WHAT THE EXERCISE ASKS |
Check every line below for the string "join", and copy the lines that contain it.

EXTRACTED INFORMATION |

:::

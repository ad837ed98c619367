#![allow(dead_code)]

use serde::Deserialize;
use std::fs;
use std::path::Path;
use wallscan::config::DataConfig;
use wallscan::loader::{load_pair, GridPair};
use wallscan::{Cell, Grid};

/// Expected answers stored next to each fixture's CSV files
#[derive(Debug, Clone, Deserialize)]
pub struct ExpectedResults {
    pub threshold: i8,
    pub origin: [i32; 2],
    pub unstable_walls: usize,
    pub leak_territory: usize,
    /// Unstable count at every terrain level, weakest first
    pub sweep: Vec<usize>,
}

/// One fixture: both grids plus what the analyzers should return
#[derive(Debug, Clone)]
pub struct Fixture {
    pub name: String,
    pub pair: GridPair,
    pub expected: ExpectedResults,
}

impl Fixture {
    pub fn origin(&self) -> Cell {
        Cell::new(self.expected.origin[0], self.expected.origin[1])
    }
}

/// Load a fixture directory containing walls.csv, terrain.csv, expected.json
pub fn load_fixture(dir: &Path) -> Result<Fixture, Box<dyn std::error::Error>> {
    let pair = load_pair(dir, &DataConfig::default())?;
    let contents = fs::read_to_string(dir.join("expected.json"))?;
    let expected: ExpectedResults = serde_json::from_str(&contents)?;
    let name = dir
        .file_name()
        .and_then(|n| n.to_str())
        .unwrap_or("unknown")
        .to_string();
    Ok(Fixture { name, pair, expected })
}

/// Every fixture under test_data/standard, sorted by name
pub fn load_standard_fixtures() -> Vec<Fixture> {
    let mut dirs: Vec<_> = fs::read_dir("./test_data/standard")
        .expect("test_data/standard should exist")
        .filter_map(Result::ok)
        .map(|entry| entry.path())
        .filter(|path| path.is_dir())
        .collect();
    dirs.sort();

    dirs.iter()
        .map(|dir| {
            load_fixture(dir).unwrap_or_else(|e| panic!("fixture {} failed to load: {}", dir.display(), e))
        })
        .collect()
}

/// Build a grid from literal rows
pub fn grid(rows: &[&[i8]]) -> Grid {
    Grid::from_rows(rows).expect("test grid should be rectangular")
}

/// Write rows as a CSV file
pub fn write_csv(path: &Path, rows: &[&[i8]]) {
    let text: String = rows
        .iter()
        .map(|row| {
            let fields: Vec<String> = row.iter().map(|code| code.to_string()).collect();
            fields.join(",") + "\n"
        })
        .collect();
    fs::write(path, text).expect("failed to write csv");
}

/// Reorder rows and columns: output (r, c) takes input (row_order[r], col_order[c])
pub fn permute(grid: &Grid, row_order: &[usize], col_order: &[usize]) -> Grid {
    let mut cells = Vec::with_capacity(grid.len());
    for &row in row_order {
        for &col in col_order {
            cells.push(grid.cells()[row * grid.cols() + col]);
        }
    }
    Grid::from_flat(row_order.len(), col_order.len(), cells).expect("permutation keeps shape")
}

/// Flip horizontally (mirror left-right)
pub fn flip_horizontal(grid: &Grid, origin: Cell) -> (Grid, Cell) {
    let rows: Vec<usize> = (0..grid.rows()).collect();
    let cols: Vec<usize> = (0..grid.cols()).rev().collect();
    let flipped_origin = Cell::new(origin.row, grid.cols() as i32 - 1 - origin.col);
    (permute(grid, &rows, &cols), flipped_origin)
}

/// Flip vertically (mirror top-bottom)
pub fn flip_vertical(grid: &Grid, origin: Cell) -> (Grid, Cell) {
    let rows: Vec<usize> = (0..grid.rows()).rev().collect();
    let cols: Vec<usize> = (0..grid.cols()).collect();
    let flipped_origin = Cell::new(grid.rows() as i32 - 1 - origin.row, origin.col);
    (permute(grid, &rows, &cols), flipped_origin)
}

/// Flip both horizontally and vertically
pub fn flip_both(grid: &Grid, origin: Cell) -> (Grid, Cell) {
    let (grid, origin) = flip_horizontal(grid, origin);
    flip_vertical(&grid, origin)
}

/// Number of wall cells in a grid
pub fn wall_count(walls: &Grid) -> usize {
    walls.cells().iter().filter(|&&code| code > 0).count()
}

:::

SOLVED EXERCISE |
    let contents = fs::read_to_string(dir.join("expected.json"))?;
            fields.join(",") + "\n"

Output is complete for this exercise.